- _What you are asked to do_:
Reproduce the data in its entirety, exactly as written.

[Stored entries]
--*--

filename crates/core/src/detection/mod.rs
pub mod domain;
pub mod infrastructure;
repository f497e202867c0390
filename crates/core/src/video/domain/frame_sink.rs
use crate::shared::frame::Frame;

/// Destination for composited frames (display, files, a channel).
pub trait FrameSink: Send {
    fn write(&mut self, frame: &Frame) -> Result<(), Box<dyn std::error::Error>>;

    /// Flushes and releases the sink. Default: no-op.
    fn close(&mut self) -> Result<(), Box<dyn std::error::Error>> {
        Ok(())
    }
}

/// Discards every frame.
pub struct NullFrameSink;

impl FrameSink for NullFrameSink {
    fn write(&mut self, _frame: &Frame) -> Result<(), Box<dyn std::error::Error>> {
        Ok(())
    }
}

--*--

- _Output for this task_:
filename crates/core/src/detection/mod.rs
pub mod domain;
pub mod infrastructure;
repository f497e202867c0390
filename crates/core/src/video/domain/frame_sink.rs
use crate::shared::frame::Frame;

/// Destination for composited frames (display, files, a channel).
pub trait FrameSink: Send {
    fn write(&mut self, frame: &Frame) -> Result<(), Box<dyn std::error::Error>>;

    /// Flushes and releases the sink. Default: no-op.
    fn close(&mut self) -> Result<(), Box<dyn std::error::Error>> {
        Ok(())
    }
}

/// Discards every frame.
pub struct NullFrameSink;

impl FrameSink for NullFrameSink {
    fn write(&mut self, _frame: &Frame) -> Result<(), Box<dyn std::error::Error>> {
        Ok(())
    }
}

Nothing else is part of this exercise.